1. Ascend core compute units

  • AI Core: the core that actually performs matrix/vector computation
  • Vector Unit: responsible for SIMD computation (similar to CUDA Core)
  • Scalar Unit: responsible for control/loop
  • L0/L1/L2 cache: The smaller the size, the faster the speed. L0 is only 64 KB, L1 is 256 KB, and L2 is shared.
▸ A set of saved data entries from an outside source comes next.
//! Error types for the stacktrace crate

use thiserror::Error;

/// Boxed error accepted and produced at the chain boundaries.
pub type BoxError = Box<dyn std::error::Error + Send + Sync + 'static>;

/// Errors produced by this crate.
///
/// `Message` and `Annotated` are the plain leaves used when no stack is
/// captured; the remaining variants report configuration mistakes.
#[derive(Debug, Error)]
pub enum TraceError {
    /// Plain message with no source
    #[error("{0}")]
    Message(String),

    /// Cause text joined in front of the underlying error
    #[error("{cause}: {source}")]
    Annotated {
        /// Annotation placed in front of the source
        cause: String,
        /// Underlying error
        #[source]
        source: BoxError,
    },

    /// Skip pattern failed to compile
    #[error("Invalid skip pattern: {0}")]
    InvalidSkipPattern(#[from] regex::Error),

    /// Capture depth must allow at least one frame
    #[error("Invalid max depth: expected at least 1, got {0}")]
    InvalidMaxDepth(usize),
}

impl TraceError {
    /// Create a message error
    #[must_use]
    pub fn message(msg: impl Into<String>) -> Self {
        Self::Message(msg.into())
    }

    /// Create an annotated error
    #[must_use]
    pub fn annotated(cause: impl Into<String>, source: impl Into<BoxError>) -> Self {
        Self::Annotated {
            cause: cause.into(),
            source: source.into(),
        }
    }
}

/// Result type for configuration operations
pub type Result<T> = std::result::Result<T, TraceError>;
2. Ascend memory hierarchy (from fastest to slowest)

  • Register → Fastest
  • L0/L1 cache → Very fast
  • On-chip cache (L2) → Fast
  • DDR (host memory) → Slowest

3. Characteristics of Ascend instructions

Good at accessing large contiguous memory blocks Dislikes discrete access, stride access, and random access Must be 128-bit/256-bit aligned Must be vectorized.

Tips

  1. Ascend 910 series usually has only 40 or 48 vector cores. If the number of grids exceeds 40 or 48 vector cores, the grids will be delivered in a queue, resulting in a long waiting time. Therefore, the number of cores for high-performance implementation does not exceed the number of vector cores.
  2. Try to use up all the UB as much as possible. Move a large block size at a time to ensure that the bound is in the MTE. No Redundant Copy.
  3. If the offset is a negative number, the current triton-ascend considers it as a discrete memory access scenario. As a result, the performance severely deteriorates, and the data is read from the entire DMA block instead of being read in scalar mode.
  4. The UB of the Ascend hardware requires that the size of the tail axis of the tensor can be exactly divided by 32 bytes. If the length of the tail axis is insufficient, the length of the tail axis is automatically supplemented. For example, the performance deteriorates exponentially due to automatic supplementation for the Tensor whose shape is (2048, 3). In this situation, you can perform the transposition operation to change the alignment axis to a lower dimension. In addition, the transposition operation is affected by the automatic supplement rule. Therefore, special skills are also required to avoid supplementation.
  5. Use Double Buffer, parallelizes computation and data transfer. While computing one block of data, another block of data is being transferred to L1.